Indian actress (1923–2003)

Uma Devi Khatri (11 July 1923 – 24 November 2003), popularly known by her screen name Tun Tun, was an Indian playback singer and actress-comedian. She is often referred to as "Hindi cinema's first-ever comedienne".

==Early life==
Uma was born on 1923 in a small village near Amroha District of Uttar Pradesh, India. Her parents and brother were murdered for land arrogate. Just two days before her demise, she had been interviewed by film critic and historian Shishir Krishna Sharma. She said, "I don't remember who my parents were and how they looked, I would be two to two and half years when they passed away, I had a brother eight or nine years old whose name was Hari, I just remembered that we were living in a village named Alipur. One day brother was killed and left for maid servant to relatives in exchange for two times meal, that time I was four or five years old".

==Career==
She arrived in Bombay (Mumbai) at the age of 23, having run away from home, and knocked on composer Naushad Ali's door. She told him that she could sing and that she would throw herself in the ocean if he didn't give her a chance. He auditioned her, and hired her on the spot. She made her debut as a solo playback singer in Nazir's Wamiq Azra (1946). She soon signed a contract with the producer-director A.R. Kardar, who used Naushad as music director, and went on to make a place for herself amidst music stalwarts like Noor Jehan, Rajkumari, Khursheed Bano and Zohrabai Ambalewali.

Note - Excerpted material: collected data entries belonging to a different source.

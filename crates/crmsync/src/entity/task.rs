//! Task: a to-do attached to a lead, contact, or company.

use sea_orm::entity::prelude::*;
use serde::{Deserialize, Serialize};

#[derive(Clone, Debug, PartialEq, Eq, DeriveEntityModel, Serialize, Deserialize)]
#[sea_orm(table_name = "tasks")]
pub struct Model {
    /// Source-system id; never regenerated locally.
    #[sea_orm(primary_key, auto_increment = false)]
    pub id: i64,

    // ─── Source fields ──────────────────────────────────────────────
    #[sea_orm(column_type = "Text")]
    pub text: String,
    pub task_type_id: i64,
    pub is_completed: bool,
    pub complete_till: Option<DateTimeUtc>,
    /// Completion note, when the task has been closed with one.
    #[sea_orm(column_type = "Text", nullable)]
    pub result_text: Option<String>,
    pub responsible_user_id: i64,
    pub account_id: i64,

    // ─── Sideloaded sub-documents (opaque JSON fragments) ───────────
    #[sea_orm(column_type = "Text", nullable)]
    pub leads: Option<String>,
    #[sea_orm(column_type = "Text", nullable)]
    pub companies: Option<String>,
    #[sea_orm(column_type = "Text", nullable)]
    pub contacts: Option<String>,

    // ─── Mirror bookkeeping ─────────────────────────────────────────
    #[sea_orm(column_type = "Text")]
    pub raw: String,
    pub fingerprint: String,
    pub source_updated_at: DateTimeUtc,
    pub source_created_at: DateTimeUtc,
    pub checked_at: DateTimeUtc,
}

#[derive(Copy, Clone, Debug, EnumIter, DeriveRelation)]
pub enum Relation {}

impl ActiveModelBehavior for ActiveModel {}
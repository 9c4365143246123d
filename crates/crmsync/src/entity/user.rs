//! User: an account member who owns records in the CRM.

use sea_orm::entity::prelude::*;
use serde::{Deserialize, Serialize};

#[derive(Clone, Debug, PartialEq, Eq, DeriveEntityModel, Serialize, Deserialize)]
#[sea_orm(table_name = "users")]
pub struct Model {
    /// Source-system id; never regenerated locally.
    #[sea_orm(primary_key, auto_increment = false)]
    pub id: i64,

    pub name: String,
    pub email: String,

    // ─── Mirror bookkeeping ─────────────────────────────────────────
    #[sea_orm(column_type = "Text")]
    pub raw: String,
    pub fingerprint: String,
    pub checked_at: DateTimeUtc,
}

#[derive(Copy, Clone, Debug, EnumIter, DeriveRelation)]
pub enum Relation {}

impl ActiveModelBehavior for ActiveModel {}
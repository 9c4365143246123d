//! Deal persistence.

use std::collections::HashMap;

use chrono::{DateTime, Utc};
use sea_orm::sea_query::{Expr, OnConflict};
use sea_orm::{ColumnTrait, DatabaseConnection, EntityTrait, QueryFilter, QuerySelect, Set};

use crate::entity::deal::{ActiveModel, Column, Entity as Deal, Model};

use super::{insert_chunk_with_retry, Result};

fn upsert_on_conflict() -> OnConflict {
    OnConflict::column(Column::Id)
        .update_columns([
            Column::Name,
            Column::Price,
            Column::StatusId,
            Column::PipelineId,
            Column::LossReasonId,
            Column::ResponsibleUserId,
            Column::AccountId,
            Column::Contacts,
            Column::Companies,
            Column::Tags,
            Column::Raw,
            Column::Fingerprint,
            Column::SourceUpdatedAt,
            Column::SourceCreatedAt,
            Column::CheckedAt,
        ])
        .to_owned()
}

fn into_active(model: Model) -> ActiveModel {
    ActiveModel {
        id: Set(model.id),
        name: Set(model.name),
        price: Set(model.price),
        status_id: Set(model.status_id),
        pipeline_id: Set(model.pipeline_id),
        loss_reason_id: Set(model.loss_reason_id),
        responsible_user_id: Set(model.responsible_user_id),
        account_id: Set(model.account_id),
        contacts: Set(model.contacts),
        companies: Set(model.companies),
        tags: Set(model.tags),
        raw: Set(model.raw),
        fingerprint: Set(model.fingerprint),
        source_updated_at: Set(model.source_updated_at),
        source_created_at: Set(model.source_created_at),
        checked_at: Set(model.checked_at),
    }
}

/// Upsert a batch keyed on the source id, chunked at `chunk_size`.
pub async fn bulk_upsert(
    db: &DatabaseConnection,
    models: Vec<Model>,
    chunk_size: usize,
) -> Result<u64> {
    if models.is_empty() {
        return Ok(0);
    }
    let mut written = 0;
    for chunk in models.chunks(chunk_size.max(1)) {
        let active: Vec<ActiveModel> = chunk.iter().cloned().map(into_active).collect();
        written += insert_chunk_with_retry(db, active, upsert_on_conflict(), "deals").await?;
    }
    Ok(written)
}

/// Stored fingerprints for the given ids.
pub async fn fingerprints(
    db: &DatabaseConnection,
    ids: &[i64],
) -> Result<HashMap<i64, String>> {
    if ids.is_empty() {
        return Ok(HashMap::new());
    }
    let rows: Vec<(i64, String)> = Deal::find()
        .select_only()
        .column(Column::Id)
        .column(Column::Fingerprint)
        .filter(Column::Id.is_in(ids.iter().copied()))
        .into_tuple()
        .all(db)
        .await?;
    Ok(rows.into_iter().collect())
}

/// Newest source-side update across all stored deals.
pub async fn max_source_updated_at(db: &DatabaseConnection) -> Result<Option<DateTime<Utc>>> {
    let max: Option<Option<DateTime<Utc>>> = Deal::find()
        .select_only()
        .expr(Expr::col(Column::SourceUpdatedAt).max())
        .into_tuple()
        .one(db)
        .await?;
    Ok(max.flatten())
}
//! Per-entity sync orchestrators.
//!
//! Each submodule owns one entity type end to end: derive the incremental
//! window from the store, stream or fetch the remote listing, project wire
//! records into models, skip unchanged ones by fingerprint, and bulk-upsert
//! the rest. Shared plumbing lives in [`batch`] and [`decode`].

pub mod batch;
pub mod contacts;
pub mod deals;
mod decode;
pub mod events;
pub mod messages;
pub mod pipelines;
pub mod task_types;
pub mod tasks;
pub mod users;

use std::fmt;
use std::str::FromStr;

use sea_orm::DatabaseConnection;
use thiserror::Error;
use tokio_util::sync::CancellationToken;

use crate::client::CrmClient;
use crate::settings::SyncSettings;
use crate::store::StoreError;
use crate::transport::TransportError;

/// Flush threshold for the in-memory write buffer.
pub const DEFAULT_BATCH_SIZE: usize = 250;
/// Events arrive in bulk; a larger buffer keeps the write count down.
pub const EVENT_BATCH_SIZE: usize = 500;
/// Catalog tables are tiny; keep their chunks small.
pub const CATALOG_BATCH_SIZE: usize = 100;

#[derive(Debug, Error)]
pub enum SyncError {
    /// The remote kept throttling after every retry.
    #[error("throttled by the CRM API after retries (HTTP {status})")]
    ThrottleExhausted { status: u16 },

    /// A genuine permission failure, not throttling in disguise.
    #[error("authorization rejected by the CRM API: {message}")]
    Authorization { message: String },

    #[error(transparent)]
    Transport(#[from] TransportError),

    #[error("CRM API error (HTTP {status}): {message}")]
    Api { status: u16, message: String },

    /// A bulk write failed; the run aborts rather than silently dropping
    /// records.
    #[error("bulk write failed: {0}")]
    Persistence(#[from] StoreError),
}

/// Shared dependencies for one sync run. Orchestrators borrow it; nothing
/// needs an owned copy.
pub struct SyncContext {
    pub db: DatabaseConnection,
    pub client: CrmClient,
    pub settings: SyncSettings,
    pub cancel: CancellationToken,
}

/// Outcome counters for one orchestrator run.
#[derive(Debug, Default, Clone, Copy, PartialEq, Eq)]
pub struct SyncReport {
    /// Records pulled from the remote.
    pub processed: u64,
    /// Skipped because the stored fingerprint already matched.
    pub unchanged: u64,
    /// Skipped because the payload would not decode.
    pub decode_errors: u64,
    /// Rows actually upserted.
    pub written: u64,
}

impl SyncReport {
    pub fn absorb(&mut self, other: SyncReport) {
        self.processed += other.processed;
        self.unchanged += other.unchanged;
        self.decode_errors += other.decode_errors;
        self.written += other.written;
    }
}

/// The entity types this mirror knows how to sync.
#[derive(Debug, Clone, Copy, PartialEq, Eq)]
pub enum EntityKind {
    Contacts,
    Deals,
    Tasks,
    Events,
    Messages,
    Pipelines,
    TaskTypes,
    Users,
}

impl EntityKind {
    /// Catalog types first so foreign references resolve when the record
    /// types land.
    pub const ALL: [EntityKind; 8] = [
        EntityKind::Users,
        EntityKind::Pipelines,
        EntityKind::TaskTypes,
        EntityKind::Contacts,
        EntityKind::Deals,
        EntityKind::Tasks,
        EntityKind::Events,
        EntityKind::Messages,
    ];

    #[must_use]
    pub fn as_str(self) -> &'static str {
        match self {
            EntityKind::Contacts => "contacts",
            EntityKind::Deals => "deals",
            EntityKind::Tasks => "tasks",
            EntityKind::Events => "events",
            EntityKind::Messages => "messages",
            EntityKind::Pipelines => "pipelines",
            EntityKind::TaskTypes => "task-types",
            EntityKind::Users => "users",
        }
    }
}

impl fmt::Display for EntityKind {
    fn fmt(&self, f: &mut fmt::Formatter<'_>) -> fmt::Result {
        f.write_str(self.as_str())
    }
}

impl FromStr for EntityKind {
    type Err = String;

    fn from_str(s: &str) -> Result<Self, Self::Err> {
        match s {
            "contacts" => Ok(EntityKind::Contacts),
            "deals" | "leads" => Ok(EntityKind::Deals),
            "tasks" => Ok(EntityKind::Tasks),
            "events" => Ok(EntityKind::Events),
            "messages" => Ok(EntityKind::Messages),
            "pipelines" => Ok(EntityKind::Pipelines),
            "task-types" | "task_types" => Ok(EntityKind::TaskTypes),
            "users" => Ok(EntityKind::Users),
            other => Err(format!("unknown entity type: {other}")),
        }
    }
}

/// Run one entity's orchestrator.
pub async fn run_entity(
    ctx: &SyncContext,
    kind: EntityKind,
    full_sync: bool,
) -> Result<SyncReport, SyncError> {
    match kind {
        EntityKind::Contacts => contacts::run(ctx, full_sync).await,
        EntityKind::Deals => deals::run(ctx, full_sync).await,
        EntityKind::Tasks => tasks::run(ctx, full_sync).await,
        EntityKind::Events => events::run(ctx, full_sync).await,
        EntityKind::Messages => messages::run(ctx, full_sync).await,
        EntityKind::Pipelines => pipelines::run(ctx).await,
        EntityKind::TaskTypes => task_types::run(ctx).await,
        EntityKind::Users => users::run(ctx).await,
    }
}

In 1947, she had huge hits with "Afsana Likh Rahi Hoon Dil-e-Beqarar Ka", "Yeh Kaun Chala Meri Aankhon Mein Sama Kar" and "Aaj Machi Hai Dhoom Jhoom Khushi Se Jhoom", which she sang for actress Munawar Sultana in A.R. Kardar's Dard (1947), again under the music direction of Naushad, she also sang a duet; "Betaab Hai Dil Dard-e-Mohabat Ke Asar Se", with Suraiya. In fact, a gentleman from Delhi was so enamoured by her song "Afsana Likh Rahi Hoon", that he stayed with her in Bombay. They got married, and the couple had two daughters and two sons; her husband, whom she called Mohan, died in 1992.

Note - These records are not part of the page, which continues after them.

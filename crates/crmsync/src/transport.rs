//! Governed, retrying send path for CRM API calls.
//!
//! Every request flows through [`ResilientTransport::send`]: acquire a slot
//! from the [`RateGovernor`], send, then classify the outcome. Throttle
//! responses (429, or 403s whose body talks about rate limits) are retried a
//! bounded number of times with the remote's `Retry-After` hint when present;
//! transport-level failures get a short linear backoff. When retries run out
//! on a throttle response the last response is returned as-is so the caller
//! sees the real status instead of a synthetic error. A cancellation token
//! cuts backoff waits short, returning the last outcome immediately.

use std::sync::Arc;
use std::time::Duration;

use thiserror::Error;
use tokio_util::sync::CancellationToken;

use crate::http::{HttpError, HttpRequest, HttpResponse, HttpTransport};
use crate::throttle::RateGovernor;

/// Extra attempts after the first send.
pub const MAX_RETRIES: u32 = 3;

/// Transport-level failure that survived every retry.
#[derive(Debug, Error)]
#[error("transport failure after {attempts} attempts: {source}")]
pub struct TransportError {
    pub attempts: u32,
    #[source]
    pub source: HttpError,
}

/// Rate-governed transport with the retry protocol baked in.
#[derive(Clone)]
pub struct ResilientTransport {
    inner: Arc<dyn HttpTransport>,
    governor: RateGovernor,
    cancel: CancellationToken,
}

impl ResilientTransport {
    pub fn new(inner: Arc<dyn HttpTransport>, governor: RateGovernor) -> Self {
        Self::with_cancellation(inner, governor, CancellationToken::new())
    }

    /// Like [`ResilientTransport::new`], but backoff waits abort as soon as
    /// `cancel` fires instead of sleeping them out.
    pub fn with_cancellation(
        inner: Arc<dyn HttpTransport>,
        governor: RateGovernor,
        cancel: CancellationToken,
    ) -> Self {
        Self {
            inner,
            governor,
            cancel,
        }
    }

    #[must_use]
    pub fn governor(&self) -> &RateGovernor {
        &self.governor
    }

    /// Wait out a backoff delay. Returns false if cancellation cut it short,
    /// in which case the caller gives up retrying.
    async fn backoff(&self, delay: Duration) -> bool {
        tokio::select! {
            () = self.cancel.cancelled() => false,
            () = tokio::time::sleep(delay) => true,
        }
    }

    /// Send a request, waiting on the governor before every attempt.
    ///
    /// Non-throttle HTTP statuses (including plain 403s and 5xx) are returned
    /// to the caller untouched; status interpretation belongs one layer up.
    pub async fn send(&self, request: HttpRequest) -> Result<HttpResponse, TransportError> {
        let mut attempt: u32 = 0;
        loop {
            self.governor.acquire().await;

            match self.inner.send(request.clone()).await {
                Ok(response) if response.status == 429 => {
                    self.governor.on_throttle_signal().await;
                    attempt += 1;
                    if attempt > MAX_RETRIES {
                        tracing::warn!(url = %request.url, "still throttled after all retries");
                        return Ok(response);
                    }
                    let wait = retry_after(&response)
                        .unwrap_or(self.governor.current_delay().await);
                    tracing::warn!(
                        attempt,
                        max_retries = MAX_RETRIES,
                        wait_ms = wait.as_millis() as u64,
                        url = %request.url,
                        "throttled by CRM API, backing off"
                    );
                    if !self.backoff(wait).await {
                        return Ok(response);
                    }
                }
                Ok(response) if response.status == 403 && looks_throttled(&response.body) => {
                    // Some deployments answer over-rate traffic with 403 and
                    // only the body gives it away.
                    self.governor.on_throttle_signal().await;
                    attempt += 1;
                    if attempt > MAX_RETRIES {
                        tracing::warn!(url = %request.url, "still throttled after all retries");
                        return Ok(response);
                    }
                    let wait = self.governor.current_delay().await;
                    tracing::warn!(
                        attempt,
                        max_retries = MAX_RETRIES,
                        wait_ms = wait.as_millis() as u64,
                        url = %request.url,
                        "403 with throttle body, backing off"
                    );
                    if !self.backoff(wait).await {
                        return Ok(response);
                    }
                }
                Ok(response) => {
                    if response.is_success() {
                        self.governor.on_success().await;
                    }
                    return Ok(response);
                }
                Err(err) => {
                    attempt += 1;
                    if attempt > MAX_RETRIES {
                        return Err(TransportError {
                            attempts: attempt,
                            source: err,
                        });
                    }
                    tracing::warn!(
                        attempt,
                        max_retries = MAX_RETRIES,
                        error = %err,
                        url = %request.url,
                        "transport error, retrying"
                    );
                    if !self.backoff(Duration::from_secs(u64::from(attempt))).await {
                        return Err(TransportError {
                            attempts: attempt,
                            source: err,
                        });
                    }
                }
            }
        }
    }
}

fn retry_after(response: &HttpResponse) -> Option<Duration> {
    response
        .header("retry-after")?
        .trim()
        .parse::<u64>()
        .ok()
        .map(Duration::from_secs)
}

/// Heuristic for 403 bodies that are really rate-limit rejections.
pub(crate) fn looks_throttled(body: &[u8]) -> bool {
    let text = String::from_utf8_lossy(body).to_ascii_lowercase();
    text.contains("rate") || text.contains("limit") || text.contains("throttl")
}

#[cfg(test)]
mod tests {
    use super::*;
    use crate::http::{HttpMethod, MockTransport};
    use tokio::time::Instant;

    fn request(url: &str) -> HttpRequest {
        HttpRequest {
            method: HttpMethod::Get,
            url: url.to_string(),
            headers: Vec::new(),
            body: Vec::new(),
        }
    }

    fn response(status: u16, headers: Vec<(String, String)>, body: &[u8]) -> HttpResponse {
        HttpResponse {
            status,
            headers,
            body: body.to_vec(),
        }
    }

    fn transport(mock: &MockTransport) -> ResilientTransport {
        ResilientTransport::new(Arc::new(mock.clone()), RateGovernor::default())
    }

    #[tokio::test(start_paused = true)]
    async fn success_passes_through_and_records_success() {
        let mock = MockTransport::new();
        let url = "https://crm.example.com/api/v4/users";
        mock.push_response(HttpMethod::Get, url, response(200, Vec::new(), b"{}"));

        let transport = transport(&mock);
        let resp = transport.send(request(url)).await.expect("send");
        assert_eq!(resp.status, 200);

        let status = transport.governor().status().await;
        assert_eq!(status.total_requests, 1);
        assert_eq!(status.total_throttle_hits, 0);
    }

    #[tokio::test(start_paused = true)]
    async fn honors_retry_after_on_429() {
        let mock = MockTransport::new();
        let url = "https://crm.example.com/api/v4/leads";
        mock.push_response(
            HttpMethod::Get,
            url,
            response(429, vec![("Retry-After".to_string(), "2".to_string())], b""),
        );
        mock.push_response(HttpMethod::Get, url, response(200, Vec::new(), b"{}"));

        let transport = transport(&mock);
        let start = Instant::now();
        let resp = transport.send(request(url)).await.expect("send");

        assert_eq!(resp.status, 200);
        assert_eq!(mock.requests().len(), 2);
        assert!(start.elapsed() >= Duration::from_secs(2));

        let status = transport.governor().status().await;
        assert_eq!(status.total_throttle_hits, 1);
    }

    #[tokio::test(start_paused = true)]
    async fn returns_last_response_when_throttling_never_stops() {
        let mock = MockTransport::new();
        let url = "https://crm.example.com/api/v4/leads";
        for _ in 0..4 {
            mock.push_response(HttpMethod::Get, url, response(429, Vec::new(), b"busy"));
        }

        let transport = transport(&mock);
        let resp = transport.send(request(url)).await.expect("send");

        // Initial attempt + MAX_RETRIES, then the last 429 comes back.
        assert_eq!(resp.status, 429);
        assert_eq!(mock.requests().len(), 4);
    }

    #[tokio::test(start_paused = true)]
    async fn treats_403_with_throttle_body_as_throttling() {
        let mock = MockTransport::new();
        let url = "https://crm.example.com/api/v4/contacts";
        mock.push_response(
            HttpMethod::Get,
            url,
            response(403, Vec::new(), b"{\"detail\":\"Rate limit exceeded\"}"),
        );
        mock.push_response(HttpMethod::Get, url, response(200, Vec::new(), b"{}"));

        let transport = transport(&mock);
        let resp = transport.send(request(url)).await.expect("send");

        assert_eq!(resp.status, 200);
        assert_eq!(mock.requests().len(), 2);
        assert_eq!(transport.governor().status().await.total_throttle_hits, 1);
    }

    #[tokio::test(start_paused = true)]
    async fn plain_403_is_not_retried() {
        let mock = MockTransport::new();
        let url = "https://crm.example.com/api/v4/contacts";
        mock.push_response(
            HttpMethod::Get,
            url,
            response(403, Vec::new(), b"{\"detail\":\"invalid token\"}"),
        );

        let transport = transport(&mock);
        let resp = transport.send(request(url)).await.expect("send");

        assert_eq!(resp.status, 403);
        assert_eq!(mock.requests().len(), 1);
        assert_eq!(transport.governor().status().await.total_throttle_hits, 0);
    }

    #[tokio::test(start_paused = true)]
    async fn transport_errors_back_off_linearly_then_surface() {
        let mock = MockTransport::new();
        let url = "https://crm.example.com/api/v4/tasks";
        for _ in 0..4 {
            mock.push_transport_error(HttpMethod::Get, url, "timed out");
        }

        let transport = transport(&mock);
        let start = Instant::now();
        let err = transport.send(request(url)).await.expect_err("exhausted");

        assert_eq!(err.attempts, 4);
        assert_eq!(mock.requests().len(), 4);
        // Linear backoff: 1 s + 2 s + 3 s between the four attempts.
        assert!(start.elapsed() >= Duration::from_secs(6));
    }

    #[tokio::test(start_paused = true)]
    async fn transport_error_recovers_on_a_later_attempt() {
        let mock = MockTransport::new();
        let url = "https://crm.example.com/api/v4/tasks";
        mock.push_transport_error(HttpMethod::Get, url, "connection reset");
        mock.push_response(HttpMethod::Get, url, response(200, Vec::new(), b"{}"));

        let transport = transport(&mock);
        let resp = transport.send(request(url)).await.expect("send");
        assert_eq!(resp.status, 200);
        assert_eq!(mock.requests().len(), 2);
    }

    #[tokio::test(start_paused = true)]
    async fn cancellation_cuts_a_throttle_backoff_short() {
        let mock = MockTransport::new();
        let url = "https://crm.example.com/api/v4/leads";
        mock.push_response(
            HttpMethod::Get,
            url,
            response(429, vec![("Retry-After".to_string(), "3600".to_string())], b""),
        );

        let cancel = CancellationToken::new();
        let transport = ResilientTransport::with_cancellation(
            Arc::new(mock.clone()),
            RateGovernor::default(),
            cancel.clone(),
        );

        let start = Instant::now();
        let task = tokio::spawn(async move { transport.send(request(url)).await });
        tokio::time::sleep(Duration::from_millis(50)).await;
        cancel.cancel();

        let resp = task.await.expect("join").expect("send");
        // The hour-long Retry-After never elapses; the last 429 comes back.
        assert_eq!(resp.status, 429);
        assert_eq!(mock.requests().len(), 1);
        assert!(start.elapsed() < Duration::from_secs(10));
    }

    #[tokio::test(start_paused = true)]
    async fn cancellation_during_transport_backoff_surfaces_the_error() {
        let mock = MockTransport::new();
        let url = "https://crm.example.com/api/v4/tasks";
        mock.push_transport_error(HttpMethod::Get, url, "timed out");

        let cancel = CancellationToken::new();
        let transport = ResilientTransport::with_cancellation(
            Arc::new(mock.clone()),
            RateGovernor::default(),
            cancel.clone(),
        );

        let task = tokio::spawn(async move { transport.send(request(url)).await });
        tokio::time::sleep(Duration::from_millis(50)).await;
        cancel.cancel();

        let err = task.await.expect("join").expect_err("cancelled mid-backoff");
        assert_eq!(err.attempts, 1);
        assert_eq!(mock.requests().len(), 1);
    }

    #[test]
    fn throttle_body_sniffing_is_case_insensitive() {
        assert!(looks_throttled(b"Rate limit exceeded"));
        assert!(looks_throttled(b"THROTTLED"));
        assert!(looks_throttled(b"account limit reached"));
        assert!(!looks_throttled(b"forbidden: insufficient scope"));
        assert!(!looks_throttled(b""));
    }
}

The success of Dard meant that she next received Mehboob Khan's Anokhi Ada (1948), which again had two hit numbers, "Kahe Jiya Dole" and "Dil Ko Lagake Humne Kuch Bhi Na Paya". This brought her into the league of highly rated playback singers. She reached her peak as a vocalist in director S.S. Vasan's Chandralekha (1948) made by Gemini Studios, Madras. Her seven songs, which include hits such as "Saanjh Ki Bela" remain her most accomplished work in her singing career, though signing for the film also meant a breach of contract with producer-director Kardar, which led to her dwindling fortunes in the industry.

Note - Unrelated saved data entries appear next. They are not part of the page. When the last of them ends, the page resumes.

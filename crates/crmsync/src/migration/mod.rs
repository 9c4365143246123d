//! Database migrations for the mirror schema.

pub use sea_orm_migration::prelude::*;

mod m20260110_000001_create_schema;

/// The migrator that runs all migrations.
pub struct Migrator;

#[async_trait::async_trait]
impl MigratorTrait for Migrator {
    fn migrations() -> Vec<Box<dyn MigrationTrait>> {
        vec![Box::new(m20260110_000001_create_schema::Migration)]
    }

    fn migration_table_name() -> SeaRc<dyn Iden> {
        SeaRc::new(Alias::new("crmsync_migrations"))
    }
}
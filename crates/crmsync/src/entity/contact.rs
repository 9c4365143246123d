//! Contact: a person record from the CRM.

use sea_orm::entity::prelude::*;
use serde::{Deserialize, Serialize};

#[derive(Clone, Debug, PartialEq, Eq, DeriveEntityModel, Serialize, Deserialize)]
#[sea_orm(table_name = "contacts")]
pub struct Model {
    /// Source-system id; never regenerated locally.
    #[sea_orm(primary_key, auto_increment = false)]
    pub id: i64,

    // ─── Source fields ──────────────────────────────────────────────
    pub name: String,
    pub responsible_user_id: i64,
    pub account_id: i64,

    // ─── Sideloaded sub-documents (opaque JSON fragments) ───────────
    #[sea_orm(column_type = "Text", nullable)]
    pub leads: Option<String>,
    #[sea_orm(column_type = "Text", nullable)]
    pub companies: Option<String>,
    #[sea_orm(column_type = "Text", nullable)]
    pub tags: Option<String>,

    // ─── Mirror bookkeeping ─────────────────────────────────────────
    /// Verbatim source payload, kept for audit and replay.
    #[sea_orm(column_type = "Text")]
    pub raw: String,
    /// SHA-256 of `raw`; equality means no write is needed.
    pub fingerprint: String,
    /// Update instant reported by the source; the incremental watermark.
    pub source_updated_at: DateTimeUtc,
    pub source_created_at: DateTimeUtc,
    /// When this mirror last confirmed the record.
    pub checked_at: DateTimeUtc,
}

#[derive(Copy, Clone, Debug, EnumIter, DeriveRelation)]
pub enum Relation {}

impl ActiveModelBehavior for ActiveModel {}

Moreover, in the following years, owing to her older style of singing and limited vocal range, she found it difficult to compete with the rising singers like Lata Mangeshkar, Suman Kalyanpur etc. Eventually Naushad suggested that she take up acting, because she had a very bubbly personality and wonderful comic timing. She was inspired and awestruck by Dilip Kumar and had a wish, maintaining it stubbornly that in her first film, she would act alongside him. Knowing about this crazy love for Dilip Kumar, Naushad asked Dilip Kumar, who was his friend, to cast her in one of his films, and she appeared in Babul (1950) with him, which had Nargis as the lead actress; it is he who renamed her "Tun Tun" to suit her comic persona, the name stayed with her, and a comedic legend was born.

She went on to act in Guru Dutt's classics such as Aar Paar (1954), Mr. & Mrs. '55 (1955) and Pyaasa (1957). In the 1960s and 1970s, she was a permanent comic relief in numerous Bollywood films; a few years down the line, she most notably starred with Amitabh Bachchan in Namak Halaal (1982), a Prakash Mehra blockbuster.

In her career spanning five decades, she acted in about 198 films in Hindi/Urdu and other languages like Punjabi etc., pairing with top comedy actors of her times such as Bhagwan Dada, Agha, Sunder, Mukri, Dhumal, Johnny Walker and Keshto Mukherjee. She was last seen in Hindi films in Kasam Dhande Ki (1990).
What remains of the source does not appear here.